Some numbers: Between 1980 and 2018, tax law changes favoring the nation’s rich left our billionaires paying 79 percent less in taxes, as measured as a share of their wealth. The country’s top .01 percent, a group consisting of households with wealth in excess of $100 million, have seen their tax payments as a share of their wealth drop by almost as much, 73 percent.
Most of us reliably consume most of any boost in income we see. Not people with massive wealth. An ultra-wealthy household that realizes $25 million in tax savings doesn’t rush out and spend that extra $25 million on food, home improvements, or new clothes. Most of those added millions just add to that ultra-wealthy household’s wealth, and that in turn increases the household’s future income — and future wealth.
In other words, wealth begets wealth, and the giant cut in the taxes our rich people pay, as a percentage of their wealth, has turbocharged how rapidly our nation’s wealth is concentrating. The share of America’s wealth that our top .01 percent hold has quadrupled, rising from 2.3 percent in 1980 to 9.6 percent in 2018. The incomes of the top .01 percent of our nation’s earners have, over the same years, jumped from 1.5 percent to 4.6 percent.
Restoring the tax structure our wealthy faced back in 1980 would certainly slow our nation’s growing inequality of wealth and income. But simply restoring what we had in 1980 isn’t going to reverse the absurd concentration of America’s wealth we have now. The billions our richest have already accumulated will continue to pile up ever higher if we merely go back to the 1980 status quo. Jeff Bezos is currently sitting on well over a $100 billion appreciation in the value of his Amazon stock. None of the value of that stock will land on his federal income tax return until he sells his Amazon shares.
So what can we do? A tax on wealth would be the most direct and rational way to address America’s obscene level of wealth concentration.
Relying solely on taxes on income or real estate property or consumption is never going to adequately reverse how concentrated our nation’s wealth has become. Yes, the wealthy should pay much higher income tax rates on their earnings from wealth. Yes, they should face property taxes and excise taxes on consumption like the rest of us. But the wealthy should also face an additional tax on their actual wealth.

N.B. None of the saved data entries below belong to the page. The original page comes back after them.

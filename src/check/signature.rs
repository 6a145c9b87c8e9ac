use super::{Finding, Settings, Stage, StageReport};
use crate::git::parse::{classify_signature, config_bool, evidence, signature_key_info};
use crate::git::{CommandRunner, Invocation, SignatureState, SignatureStatus};
use log::debug;

/// Local signing configuration, only gathered for unsigned commits.
#[derive(Debug, Clone, PartialEq, Eq)]
pub struct SigningConfig {
    pub gpgsign: bool,
    pub signing_key: Option<String>,
}

#[derive(Debug, Clone, PartialEq, Eq)]
pub struct SignatureAudit {
    pub status: SignatureStatus,
    pub evidence: Vec<String>,
    pub signing: Option<SigningConfig>,
}

impl SignatureAudit {
    fn terminal(state: SignatureState) -> Self {
        Self {
            status: SignatureStatus::from_state(state, None),
            evidence: Vec::new(),
            signing: None,
        }
    }
}

pub fn audit<R: CommandRunner + ?Sized>(runner: &R, settings: &Settings) -> SignatureAudit {
    let has_history = runner
        .run(&Invocation::git(["rev-parse", "--verify", "-q", "HEAD"]))
        .map(|output| output.is_success())
        .unwrap_or(false);
    if !has_history {
        return SignatureAudit::terminal(SignatureState::NoHistory);
    }

    let output = match runner.run(&Invocation::git([
        "log",
        "-1",
        "--show-signature",
        "--format=%H",
    ])) {
        Ok(output) if output.is_success() => output.combined(),
        Ok(output) => {
            debug!("Signature verification failed: {}", output.stderr.trim());
            return SignatureAudit::terminal(SignatureState::Unknown);
        }
        Err(e) => {
            debug!("Signature verification could not run: {e}");
            return SignatureAudit::terminal(SignatureState::Unknown);
        }
    };

    if output.trim().is_empty() {
        return SignatureAudit::terminal(SignatureState::Unknown);
    }

    let state = classify_signature(&output);
    debug!("Latest commit signature state: {state:?}");

    let signing = (state == SignatureState::Absent).then(|| SigningConfig {
        gpgsign: config_bool(
            runner
                .run_optional(&Invocation::git(["config", "--get", "commit.gpgsign"]))
                .as_deref(),
        ),
        signing_key: runner.run_optional(&Invocation::git(["config", "--get", "user.signingkey"])),
    });

    let key_info = match state {
        SignatureState::Absent => None,
        _ => signature_key_info(&output),
    };

    SignatureAudit {
        status: SignatureStatus::from_state(state, key_info),
        evidence: match state {
            SignatureState::Absent => Vec::new(),
            _ => evidence(&output, settings.evidence_lines),
        },
        signing,
    }
}

pub fn report(audit: &SignatureAudit) -> StageReport {
    let mut report = StageReport::new(Stage::Signature);
    let evidence = audit.evidence.iter().cloned();

    match audit.status.state {
        SignatureState::NoHistory => {
            report.push(Finding::info("No commits yet; signature check skipped"));
        }
        SignatureState::Unknown => {
            report.push(Finding::info(
                "Signature verification output unavailable for the latest commit",
            ));
        }
        SignatureState::Good => {
            report.push(Finding::ok("Latest commit has a good signature").with_details(evidence));
        }
        SignatureState::Bad => {
            report.push(
                Finding::warning("Latest commit has a BAD signature").with_details(evidence),
            );
        }
        SignatureState::Expired => {
            report.push(
                Finding::warning("Latest commit is signed with an expired key")
                    .with_details(evidence),
            );
        }
        SignatureState::Unclear => {
            report.push(
                Finding::info("Latest commit carries a signature with an unclear status")
                    .with_details(evidence),
            );
        }
        SignatureState::Absent => {
            report.push(Finding::warning("Latest commit is not signed"));
            if let Some(signing) = &audit.signing {
                push_signing_advice(&mut report, signing);
            }
        }
    }

    report
}

fn push_signing_advice(report: &mut StageReport, signing: &SigningConfig) {
    if signing.gpgsign {
        report.push(Finding::info(
            "commit.gpgsign is enabled but this commit is unsigned; check whether it was \
             made with --no-gpg-sign or by a tool that bypasses signing",
        ));
    } else {
        report.push(
            Finding::info("Commit signing is disabled. To enable it:").with_details([
                "1. Create or import a signing key (e.g. gpg --full-generate-key)",
                "2. git config user.signingkey <key-id>",
                "3. git config commit.gpgsign true",
            ]),
        );
    }

    if let Some(key) = &signing.signing_key {
        report.push(Finding::info(format!("user.signingkey is set to {key}")));
    }
}

#[cfg(test)]
mod tests {
    use super::*;
    use crate::check::Severity;

    fn audit_for(state: SignatureState, signing: Option<SigningConfig>) -> SignatureAudit {
        SignatureAudit {
            status: SignatureStatus::from_state(state, None),
            evidence: vec!["gpg: line".to_string()],
            signing,
        }
    }

    #[test]
    fn test_report_severity_per_state() {
        let cases = [
            (SignatureState::NoHistory, Severity::Info),
            (SignatureState::Unknown, Severity::Info),
            (SignatureState::Good, Severity::Ok),
            (SignatureState::Bad, Severity::Warning),
            (SignatureState::Expired, Severity::Warning),
            (SignatureState::Unclear, Severity::Info),
            (SignatureState::Absent, Severity::Warning),
        ];

        for (state, severity) in cases {
            let report = report(&audit_for(state, None));
            assert_eq!(report.findings[0].severity, severity, "state: {state:?}");
        }
    }

    #[test]
    fn test_good_signature_shows_evidence() {
        let report = report(&audit_for(SignatureState::Good, None));
        assert_eq!(report.findings[0].details, vec!["gpg: line"]);
    }

    #[test]
    fn test_absent_with_signing_disabled_prints_setup_steps() {
        let report = report(&audit_for(
            SignatureState::Absent,
            Some(SigningConfig {
                gpgsign: false,
                signing_key: None,
            }),
        ));

        assert_eq!(report.findings.len(), 2);
        assert_eq!(report.findings[1].details.len(), 3);
        assert!(report.findings[1].details[2].contains("commit.gpgsign true"));
    }

    #[test]
    fn test_absent_with_signing_enabled_suggests_investigation() {
        let report = report(&audit_for(
            SignatureState::Absent,
            Some(SigningConfig {
                gpgsign: true,
                signing_key: Some("ABCDEF01".to_string()),
            }),
        ));

        assert!(report.findings[1].message.contains("commit.gpgsign is enabled"));
        assert_eq!(report.findings[2].message, "user.signingkey is set to ABCDEF01");
    }

    #[test]
    fn test_status_flags() {
        let good = SignatureStatus::from_state(SignatureState::Good, None);
        assert!(good.present);
        assert_eq!(good.valid, Some(true));

        let expired = SignatureStatus::from_state(SignatureState::Expired, None);
        assert_eq!(expired.valid, Some(false));

        let absent = SignatureStatus::from_state(SignatureState::Absent, None);
        assert!(!absent.present);
    }
}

Such a tax would function as a constraint on the accumulation of additional wealth and also raise significant revenue, even if some rich evaded this new levy. Household wealth in excess of $172 million, according to economists Emmanuel Saez and Gabriel Zucman, would represent a tax base of $6.3 trillion. Household wealth in excess of $31 million would represent a tax base of over $13 trillion.
Senator Elizabeth Warren last year proposed a 2 percent tax on wealth above $50 million and a 3 percent tax above $1 billion. If this tax had been in place in 1982, Saez and Zucman calculate, the Fortune 400 share of our nation’s wealth would have increased from 1 percent to 2 percent in 2018. In real life, without that tax in effect, the Fortune 400 share rose to 3.5 percent in 2018.

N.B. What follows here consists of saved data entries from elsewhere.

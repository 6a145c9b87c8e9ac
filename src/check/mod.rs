//! The pre-push check pipeline.
//!
//! Stages run strictly in [`Stage::ALL`] order. Each stage turns external tool
//! output into a typed observation and a [`StageReport`]; printing is left to
//! [`crate::report`]. A stage returning `Err` aborts the run, everything else is
//! recorded as findings.

pub mod branch;
pub mod lfs;
pub mod remotes;
pub mod signature;
pub mod staged;
pub mod version;

use crate::git::{BranchStatus, CommandRunner, SignatureStatus, StagedDelta};
use color_eyre::eyre::Result;
use log::{error, info};
use serde::Serialize;

pub use lfs::LfsStatus;
pub use remotes::{ProbeOutcome, RemoteProbe};

pub const DEFAULT_REMOTE: &str = "origin";
pub const DEFAULT_STAGED_LINE_THRESHOLD: u64 = 100_000;
pub const DEFAULT_EVIDENCE_LINES: usize = 3;
pub const DEFAULT_SSH_DIAGNOSTIC_LINES: usize = 15;

#[derive(Debug, Clone, Copy, PartialEq, Eq, PartialOrd, Ord, Serialize)]
#[serde(rename_all = "lowercase")]
pub enum Severity {
    Ok,
    Info,
    Warning,
    Failure,
}

impl Severity {
    pub fn symbol(&self) -> &'static str {
        match self {
            Severity::Ok => "✅",
            Severity::Info => "ℹ️",
            Severity::Warning => "⚠️",
            Severity::Failure => "❌",
        }
    }
}

#[derive(Debug, Clone, PartialEq, Eq, Serialize)]
pub struct Finding {
    pub severity: Severity,
    pub message: String,
    #[serde(skip_serializing_if = "Vec::is_empty")]
    pub details: Vec<String>,
}

impl Finding {
    pub fn new(severity: Severity, message: impl Into<String>) -> Self {
        Self {
            severity,
            message: message.into(),
            details: Vec::new(),
        }
    }

    pub fn ok(message: impl Into<String>) -> Self {
        Self::new(Severity::Ok, message)
    }

    pub fn info(message: impl Into<String>) -> Self {
        Self::new(Severity::Info, message)
    }

    pub fn warning(message: impl Into<String>) -> Self {
        Self::new(Severity::Warning, message)
    }

    pub fn failure(message: impl Into<String>) -> Self {
        Self::new(Severity::Failure, message)
    }

    pub fn with_details<I, S>(mut self, details: I) -> Self
    where
        I: IntoIterator<Item = S>,
        S: Into<String>,
    {
        self.details.extend(details.into_iter().map(Into::into));
        self
    }
}

#[derive(Debug, Clone, Copy, PartialEq, Eq, Serialize)]
pub enum Stage {
    Version,
    Branch,
    Remotes,
    LargeFiles,
    Signature,
    StagedSize,
}

impl Stage {
    pub const ALL: [Stage; 6] = [
        Stage::Version,
        Stage::Branch,
        Stage::Remotes,
        Stage::LargeFiles,
        Stage::Signature,
        Stage::StagedSize,
    ];

    pub fn title(&self) -> &'static str {
        match self {
            Stage::Version => "Git version",
            Stage::Branch => "Branch / upstream",
            Stage::Remotes => "Remotes / authentication",
            Stage::LargeFiles => "Git LFS",
            Stage::Signature => "Commit signature",
            Stage::StagedSize => "Staged changes",
        }
    }
}

impl std::fmt::Display for Stage {
    fn fmt(&self, f: &mut std::fmt::Formatter<'_>) -> std::fmt::Result {
        f.write_str(self.title())
    }
}

#[derive(Debug, Clone, PartialEq, Eq, Serialize)]
pub struct StageReport {
    pub stage: Stage,
    pub findings: Vec<Finding>,
}

impl StageReport {
    pub fn new(stage: Stage) -> Self {
        Self {
            stage,
            findings: Vec::new(),
        }
    }

    pub fn push(&mut self, finding: Finding) {
        self.findings.push(finding);
    }

    pub fn count(&self, severity: Severity) -> usize {
        self.findings
            .iter()
            .filter(|f| f.severity == severity)
            .count()
    }

    pub fn worst(&self) -> Option<Severity> {
        self.findings.iter().map(|f| f.severity).max()
    }
}

/// Resolved run options.
#[derive(Debug, Clone, PartialEq, Eq)]
pub struct Settings {
    pub default_remote: String,
    pub fetch: bool,
    pub strict: bool,
    pub staged_line_threshold: u64,
    pub evidence_lines: usize,
    pub ssh_diagnostic_lines: usize,
}

impl Default for Settings {
    fn default() -> Self {
        Self {
            default_remote: DEFAULT_REMOTE.to_string(),
            fetch: true,
            strict: false,
            staged_line_threshold: DEFAULT_STAGED_LINE_THRESHOLD,
            evidence_lines: DEFAULT_EVIDENCE_LINES,
            ssh_diagnostic_lines: DEFAULT_SSH_DIAGNOSTIC_LINES,
        }
    }
}

/// Typed results of the stages that completed.
#[derive(Debug, Clone, Default, PartialEq, Eq, Serialize)]
pub struct Observations {
    pub version: Option<String>,
    pub branch: Option<BranchStatus>,
    pub remotes: Vec<RemoteProbe>,
    pub lfs: Option<LfsStatus>,
    pub signature: Option<SignatureStatus>,
    pub staged: Option<StagedDelta>,
}

#[derive(Debug, Clone, PartialEq, Eq, Serialize)]
pub struct Aborted {
    pub stage: Stage,
    pub error: String,
}

#[derive(Debug, Clone, Default, PartialEq, Eq, Serialize)]
pub struct Outcome {
    pub reports: Vec<StageReport>,
    pub observations: Observations,
    pub aborted: Option<Aborted>,
}

impl Outcome {
    pub fn count(&self, severity: Severity) -> usize {
        self.reports.iter().map(|r| r.count(severity)).sum()
    }

    /// 1 when a stage aborted, or in strict mode when any check failed.
    pub fn exit_code(&self, strict: bool) -> u8 {
        if self.aborted.is_some() || (strict && self.count(Severity::Failure) > 0) {
            1
        } else {
            0
        }
    }
}

pub struct HealthCheck<'a, R: CommandRunner + ?Sized> {
    runner: &'a R,
    settings: &'a Settings,
}

impl<'a, R: CommandRunner + ?Sized> HealthCheck<'a, R> {
    pub fn new(runner: &'a R, settings: &'a Settings) -> Self {
        Self { runner, settings }
    }

    pub fn run(&self) -> Outcome {
        self.run_with(&mut |_| {})
    }

    /// Runs every stage, handing each report to `on_report` as soon as it is ready.
    pub fn run_with(&self, on_report: &mut dyn FnMut(&StageReport)) -> Outcome {
        let mut outcome = Outcome::default();

        for stage in Stage::ALL {
            info!("Running stage: {stage}");
            match self.run_stage(stage, &mut outcome.observations) {
                Ok(report) => {
                    on_report(&report);
                    outcome.reports.push(report);
                }
                Err(e) => {
                    error!("Stage '{stage}' aborted the health check: {e:?}");
                    outcome.aborted = Some(Aborted {
                        stage,
                        error: e
                            .chain()
                            .map(|cause| cause.to_string())
                            .collect::<Vec<_>>()
                            .join(": "),
                    });
                    break;
                }
            }
        }

        outcome
    }

    fn run_stage(&self, stage: Stage, observations: &mut Observations) -> Result<StageReport> {
        let runner = self.runner;
        let settings = self.settings;

        let report = match stage {
            Stage::Version => {
                let version = version::probe(runner)?;
                let report = version::report(&version);
                observations.version = Some(version);
                report
            }
            Stage::Branch => {
                let inspection = branch::inspect(runner, settings)?;
                let report = branch::report(&inspection);
                observations.branch = Some(inspection.status);
                report
            }
            Stage::Remotes => {
                let probes = remotes::probe_all(runner, settings)?;
                let report = remotes::report(&probes);
                observations.remotes = probes;
                report
            }
            Stage::LargeFiles => {
                let status = lfs::audit(runner);
                let report = lfs::report(&status);
                observations.lfs = Some(status);
                report
            }
            Stage::Signature => {
                let audit = signature::audit(runner, settings);
                let report = signature::report(&audit);
                observations.signature = Some(audit.status);
                report
            }
            Stage::StagedSize => {
                let audit = staged::audit(runner);
                let report = staged::report(&audit, settings.staged_line_threshold);
                if let staged::StagedAudit::Measured(delta) = audit {
                    observations.staged = Some(delta);
                }
                report
            }
        };

        Ok(report)
    }
}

According to Saez and Zucman, a 10 percent tax rate on wealth in excess of $1 billion would have, if begun in 1982, kept the Forbes 400 share of the nation’s wealth at its 1982 level of 1 percent.
We can’t turn the clock back to 1982. But we can take serious steps to undo the inequality damage we’ve experienced since then. Our suggestion: Let’s add a third tier to Senator Warren’s proposal. On wealth in excess of $5 billion, let’s now impose a 10 percent tax.
Might this levy cause those fortunes well above the $5 billion mark to actually shrink over time? Perhaps, but that wouldn’t be so terrible. After all, any rich household with a mere $5 billion would still have enough wealth to cover $100,000 per day of expenses for over a century.
We would see a far worse result — for our democratic well-being — if we permitted fortunes over $5 billion to grow ever larger. So let’s err on the side of reversing America’s obscene inequality, not protecting multibillionaires.